*** Opening of Provided data ***

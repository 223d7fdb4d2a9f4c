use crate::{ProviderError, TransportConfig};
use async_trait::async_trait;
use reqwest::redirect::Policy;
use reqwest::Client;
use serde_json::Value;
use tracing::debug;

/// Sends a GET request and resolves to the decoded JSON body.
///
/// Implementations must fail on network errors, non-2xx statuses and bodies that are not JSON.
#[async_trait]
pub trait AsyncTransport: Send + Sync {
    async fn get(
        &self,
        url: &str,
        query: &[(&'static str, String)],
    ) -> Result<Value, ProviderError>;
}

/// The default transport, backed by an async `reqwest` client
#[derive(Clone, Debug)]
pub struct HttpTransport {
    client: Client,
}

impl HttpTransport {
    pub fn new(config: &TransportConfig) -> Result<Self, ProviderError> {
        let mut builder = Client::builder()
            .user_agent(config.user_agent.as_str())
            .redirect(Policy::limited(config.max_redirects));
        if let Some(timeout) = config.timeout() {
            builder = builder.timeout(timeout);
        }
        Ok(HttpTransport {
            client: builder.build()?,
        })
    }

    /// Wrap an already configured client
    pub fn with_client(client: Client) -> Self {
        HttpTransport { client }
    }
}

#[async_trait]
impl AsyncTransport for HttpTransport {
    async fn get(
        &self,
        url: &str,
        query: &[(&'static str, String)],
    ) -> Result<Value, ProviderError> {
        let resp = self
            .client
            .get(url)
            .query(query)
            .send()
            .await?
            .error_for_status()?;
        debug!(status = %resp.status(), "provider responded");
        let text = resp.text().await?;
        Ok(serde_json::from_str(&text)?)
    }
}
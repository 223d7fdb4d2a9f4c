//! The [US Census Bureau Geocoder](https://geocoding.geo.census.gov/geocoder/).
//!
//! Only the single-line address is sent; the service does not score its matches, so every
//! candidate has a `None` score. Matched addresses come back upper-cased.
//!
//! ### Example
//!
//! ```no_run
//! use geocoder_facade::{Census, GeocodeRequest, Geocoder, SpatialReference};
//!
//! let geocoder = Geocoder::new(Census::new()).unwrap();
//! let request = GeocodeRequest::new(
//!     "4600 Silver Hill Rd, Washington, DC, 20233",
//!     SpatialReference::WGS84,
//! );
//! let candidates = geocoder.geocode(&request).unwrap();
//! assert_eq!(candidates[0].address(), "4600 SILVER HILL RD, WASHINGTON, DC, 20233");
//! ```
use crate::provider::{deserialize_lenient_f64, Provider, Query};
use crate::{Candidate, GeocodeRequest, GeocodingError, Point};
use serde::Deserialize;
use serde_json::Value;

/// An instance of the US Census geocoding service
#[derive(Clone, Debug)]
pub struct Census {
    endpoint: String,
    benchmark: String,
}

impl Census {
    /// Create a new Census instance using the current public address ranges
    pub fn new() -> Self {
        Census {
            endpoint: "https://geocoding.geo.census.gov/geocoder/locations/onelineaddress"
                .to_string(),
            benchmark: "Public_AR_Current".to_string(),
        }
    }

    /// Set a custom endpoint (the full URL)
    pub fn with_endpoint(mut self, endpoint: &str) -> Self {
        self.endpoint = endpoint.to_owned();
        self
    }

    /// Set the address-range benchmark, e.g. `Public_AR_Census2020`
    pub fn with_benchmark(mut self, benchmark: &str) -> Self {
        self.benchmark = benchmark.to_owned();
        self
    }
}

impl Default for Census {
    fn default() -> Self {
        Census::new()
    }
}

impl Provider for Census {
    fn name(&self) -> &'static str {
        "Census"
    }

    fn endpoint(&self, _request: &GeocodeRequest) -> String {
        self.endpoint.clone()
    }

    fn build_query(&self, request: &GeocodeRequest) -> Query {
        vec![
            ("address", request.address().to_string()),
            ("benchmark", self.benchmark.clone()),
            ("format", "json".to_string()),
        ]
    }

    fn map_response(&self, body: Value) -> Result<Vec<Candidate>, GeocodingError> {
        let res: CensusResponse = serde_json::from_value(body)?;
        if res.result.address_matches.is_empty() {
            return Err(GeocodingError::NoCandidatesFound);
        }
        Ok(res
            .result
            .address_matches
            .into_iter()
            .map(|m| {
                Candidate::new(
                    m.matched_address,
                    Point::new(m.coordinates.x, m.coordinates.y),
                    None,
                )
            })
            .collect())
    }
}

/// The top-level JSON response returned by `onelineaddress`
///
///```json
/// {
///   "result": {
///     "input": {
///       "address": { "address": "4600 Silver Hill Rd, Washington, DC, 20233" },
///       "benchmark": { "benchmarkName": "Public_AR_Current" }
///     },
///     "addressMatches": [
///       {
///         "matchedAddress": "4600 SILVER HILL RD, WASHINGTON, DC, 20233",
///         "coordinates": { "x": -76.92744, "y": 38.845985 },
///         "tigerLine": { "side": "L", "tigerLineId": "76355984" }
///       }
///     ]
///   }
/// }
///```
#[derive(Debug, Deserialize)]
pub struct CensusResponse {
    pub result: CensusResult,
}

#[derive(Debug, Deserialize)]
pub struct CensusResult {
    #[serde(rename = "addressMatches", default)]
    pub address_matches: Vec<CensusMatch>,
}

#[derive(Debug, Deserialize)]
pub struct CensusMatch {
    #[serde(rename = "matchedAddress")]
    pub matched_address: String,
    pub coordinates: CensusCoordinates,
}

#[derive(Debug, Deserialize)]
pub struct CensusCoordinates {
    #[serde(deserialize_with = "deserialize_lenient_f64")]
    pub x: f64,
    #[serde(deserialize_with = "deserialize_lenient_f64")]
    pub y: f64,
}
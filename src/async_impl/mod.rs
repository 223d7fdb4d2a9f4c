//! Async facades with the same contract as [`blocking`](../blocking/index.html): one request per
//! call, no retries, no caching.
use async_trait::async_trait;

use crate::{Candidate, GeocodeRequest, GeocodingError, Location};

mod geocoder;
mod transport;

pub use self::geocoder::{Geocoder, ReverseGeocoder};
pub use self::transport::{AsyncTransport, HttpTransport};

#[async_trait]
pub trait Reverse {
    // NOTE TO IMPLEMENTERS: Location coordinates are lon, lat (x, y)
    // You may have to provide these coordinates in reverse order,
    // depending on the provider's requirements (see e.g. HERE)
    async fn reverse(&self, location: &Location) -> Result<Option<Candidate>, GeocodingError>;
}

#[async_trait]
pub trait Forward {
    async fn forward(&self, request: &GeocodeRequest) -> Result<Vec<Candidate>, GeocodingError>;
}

*** Close of Provided data ***

Assigned task: Filter the listing so that only lines holding the word "ProviderError" remain, and copy those lines.

Answer for this exercise:
use crate::{ProviderError, TransportConfig};
    ) -> Result<Value, ProviderError>;
    pub fn new(config: &TransportConfig) -> Result<Self, ProviderError> {
    ) -> Result<Value, ProviderError> {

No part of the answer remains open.